Collected data entries:
____________
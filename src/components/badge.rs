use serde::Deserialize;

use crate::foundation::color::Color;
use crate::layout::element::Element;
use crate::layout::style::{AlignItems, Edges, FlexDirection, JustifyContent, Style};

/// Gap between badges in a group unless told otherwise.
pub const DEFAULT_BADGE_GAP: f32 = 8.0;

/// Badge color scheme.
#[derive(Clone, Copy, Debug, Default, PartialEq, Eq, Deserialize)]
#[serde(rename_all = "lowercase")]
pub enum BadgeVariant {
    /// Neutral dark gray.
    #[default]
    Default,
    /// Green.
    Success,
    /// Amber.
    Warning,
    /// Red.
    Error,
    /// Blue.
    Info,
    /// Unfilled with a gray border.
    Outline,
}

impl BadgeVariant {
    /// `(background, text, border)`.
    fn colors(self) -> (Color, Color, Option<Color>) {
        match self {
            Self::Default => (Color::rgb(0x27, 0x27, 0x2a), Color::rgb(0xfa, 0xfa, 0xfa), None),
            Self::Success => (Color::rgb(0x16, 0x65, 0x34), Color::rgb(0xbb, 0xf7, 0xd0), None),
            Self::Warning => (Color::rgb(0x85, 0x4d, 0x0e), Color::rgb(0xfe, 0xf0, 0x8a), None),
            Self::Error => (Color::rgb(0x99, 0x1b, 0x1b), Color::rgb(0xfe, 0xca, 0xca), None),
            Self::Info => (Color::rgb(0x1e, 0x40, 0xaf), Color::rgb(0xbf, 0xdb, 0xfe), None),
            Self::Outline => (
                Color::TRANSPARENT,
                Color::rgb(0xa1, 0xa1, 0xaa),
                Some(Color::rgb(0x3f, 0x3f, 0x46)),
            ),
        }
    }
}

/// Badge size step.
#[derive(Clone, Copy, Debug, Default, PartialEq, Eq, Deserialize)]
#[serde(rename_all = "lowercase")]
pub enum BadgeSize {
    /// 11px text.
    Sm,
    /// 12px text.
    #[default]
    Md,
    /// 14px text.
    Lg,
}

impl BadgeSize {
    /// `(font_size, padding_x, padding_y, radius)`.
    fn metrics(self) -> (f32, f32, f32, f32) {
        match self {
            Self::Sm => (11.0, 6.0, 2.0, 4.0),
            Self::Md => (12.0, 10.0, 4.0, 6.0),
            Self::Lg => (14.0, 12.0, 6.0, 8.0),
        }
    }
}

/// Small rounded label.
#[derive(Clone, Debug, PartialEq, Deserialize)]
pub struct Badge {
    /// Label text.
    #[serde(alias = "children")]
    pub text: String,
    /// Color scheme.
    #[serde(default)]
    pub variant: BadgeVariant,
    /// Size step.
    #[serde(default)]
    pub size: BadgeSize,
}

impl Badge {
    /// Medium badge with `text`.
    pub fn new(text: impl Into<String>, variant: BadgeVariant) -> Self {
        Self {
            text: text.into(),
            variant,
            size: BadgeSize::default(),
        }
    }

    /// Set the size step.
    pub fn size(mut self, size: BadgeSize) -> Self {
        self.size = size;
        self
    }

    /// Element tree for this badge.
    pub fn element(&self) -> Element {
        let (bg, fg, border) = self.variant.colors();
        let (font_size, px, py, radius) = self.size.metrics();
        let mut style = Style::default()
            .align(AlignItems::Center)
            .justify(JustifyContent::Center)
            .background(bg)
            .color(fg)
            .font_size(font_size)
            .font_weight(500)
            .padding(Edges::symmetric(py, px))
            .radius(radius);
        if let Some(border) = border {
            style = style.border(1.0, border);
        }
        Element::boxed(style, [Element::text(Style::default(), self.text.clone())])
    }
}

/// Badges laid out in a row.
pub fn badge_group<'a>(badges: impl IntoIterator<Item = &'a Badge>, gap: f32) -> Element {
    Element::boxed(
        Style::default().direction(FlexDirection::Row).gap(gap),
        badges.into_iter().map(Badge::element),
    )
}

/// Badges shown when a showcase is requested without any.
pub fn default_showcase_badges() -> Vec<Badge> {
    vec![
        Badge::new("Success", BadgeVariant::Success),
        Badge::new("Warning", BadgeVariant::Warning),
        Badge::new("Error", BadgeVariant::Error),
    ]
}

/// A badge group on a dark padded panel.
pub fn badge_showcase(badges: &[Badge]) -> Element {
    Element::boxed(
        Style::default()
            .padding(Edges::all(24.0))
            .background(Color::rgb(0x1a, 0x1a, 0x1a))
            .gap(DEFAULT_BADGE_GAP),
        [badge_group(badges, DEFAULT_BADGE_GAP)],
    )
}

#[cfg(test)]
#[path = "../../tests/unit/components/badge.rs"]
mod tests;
____________
■ Instructions to follow:
Every line above needs to be retyped exactly.

■ Response area:
filename src/components/badge.rs
use serde::Deserialize;

use crate::foundation::color::Color;
use crate::layout::element::Element;
use crate::layout::style::{AlignItems, Edges, FlexDirection, JustifyContent, Style};

/// Gap between badges in a group unless told otherwise.
pub const DEFAULT_BADGE_GAP: f32 = 8.0;

/// Badge color scheme.
#[derive(Clone, Copy, Debug, Default, PartialEq, Eq, Deserialize)]
#[serde(rename_all = "lowercase")]
pub enum BadgeVariant {
    /// Neutral dark gray.
    #[default]
    Default,
    /// Green.
    Success,
    /// Amber.
    Warning,
    /// Red.
    Error,
    /// Blue.
    Info,
    /// Unfilled with a gray border.
    Outline,
}

impl BadgeVariant {
    /// `(background, text, border)`.
    fn colors(self) -> (Color, Color, Option<Color>) {
        match self {
            Self::Default => (Color::rgb(0x27, 0x27, 0x2a), Color::rgb(0xfa, 0xfa, 0xfa), None),
            Self::Success => (Color::rgb(0x16, 0x65, 0x34), Color::rgb(0xbb, 0xf7, 0xd0), None),
            Self::Warning => (Color::rgb(0x85, 0x4d, 0x0e), Color::rgb(0xfe, 0xf0, 0x8a), None),
            Self::Error => (Color::rgb(0x99, 0x1b, 0x1b), Color::rgb(0xfe, 0xca, 0xca), None),
            Self::Info => (Color::rgb(0x1e, 0x40, 0xaf), Color::rgb(0xbf, 0xdb, 0xfe), None),
            Self::Outline => (
                Color::TRANSPARENT,
                Color::rgb(0xa1, 0xa1, 0xaa),
                Some(Color::rgb(0x3f, 0x3f, 0x46)),
            ),
        }
    }
}

/// Badge size step.
#[derive(Clone, Copy, Debug, Default, PartialEq, Eq, Deserialize)]
#[serde(rename_all = "lowercase")]
pub enum BadgeSize {
    /// 11px text.
    Sm,
    /// 12px text.
    #[default]
    Md,
    /// 14px text.
    Lg,
}

impl BadgeSize {
    /// `(font_size, padding_x, padding_y, radius)`.
    fn metrics(self) -> (f32, f32, f32, f32) {
        match self {
            Self::Sm => (11.0, 6.0, 2.0, 4.0),
            Self::Md => (12.0, 10.0, 4.0, 6.0),
            Self::Lg => (14.0, 12.0, 6.0, 8.0),
        }
    }
}

/// Small rounded label.
#[derive(Clone, Debug, PartialEq, Deserialize)]
pub struct Badge {
    /// Label text.
    #[serde(alias = "children")]
    pub text: String,
    /// Color scheme.
    #[serde(default)]
    pub variant: BadgeVariant,
    /// Size step.
    #[serde(default)]
    pub size: BadgeSize,
}

impl Badge {
    /// Medium badge with `text`.
    pub fn new(text: impl Into<String>, variant: BadgeVariant) -> Self {
        Self {
            text: text.into(),
            variant,
            size: BadgeSize::default(),
        }
    }

    /// Set the size step.
    pub fn size(mut self, size: BadgeSize) -> Self {
        self.size = size;
        self
    }

    /// Element tree for this badge.
    pub fn element(&self) -> Element {
        let (bg, fg, border) = self.variant.colors();
        let (font_size, px, py, radius) = self.size.metrics();
        let mut style = Style::default()
            .align(AlignItems::Center)
            .justify(JustifyContent::Center)
            .background(bg)
            .color(fg)
            .font_size(font_size)
            .font_weight(500)
            .padding(Edges::symmetric(py, px))
            .radius(radius);
        if let Some(border) = border {
            style = style.border(1.0, border);
        }
        Element::boxed(style, [Element::text(Style::default(), self.text.clone())])
    }
}

/// Badges laid out in a row.
pub fn badge_group<'a>(badges: impl IntoIterator<Item = &'a Badge>, gap: f32) -> Element {
    Element::boxed(
        Style::default().direction(FlexDirection::Row).gap(gap),
        badges.into_iter().map(Badge::element),
    )
}

/// Badges shown when a showcase is requested without any.
pub fn default_showcase_badges() -> Vec<Badge> {
    vec![
        Badge::new("Success", BadgeVariant::Success),
        Badge::new("Warning", BadgeVariant::Warning),
        Badge::new("Error", BadgeVariant::Error),
    ]
}

/// A badge group on a dark padded panel.
pub fn badge_showcase(badges: &[Badge]) -> Element {
    Element::boxed(
        Style::default()
            .padding(Edges::all(24.0))
            .background(Color::rgb(0x1a, 0x1a, 0x1a))
            .gap(DEFAULT_BADGE_GAP),
        [badge_group(badges, DEFAULT_BADGE_GAP)],
    )
}

#[cfg(test)]
#[path = "../../tests/unit/components/badge.rs"]
mod tests;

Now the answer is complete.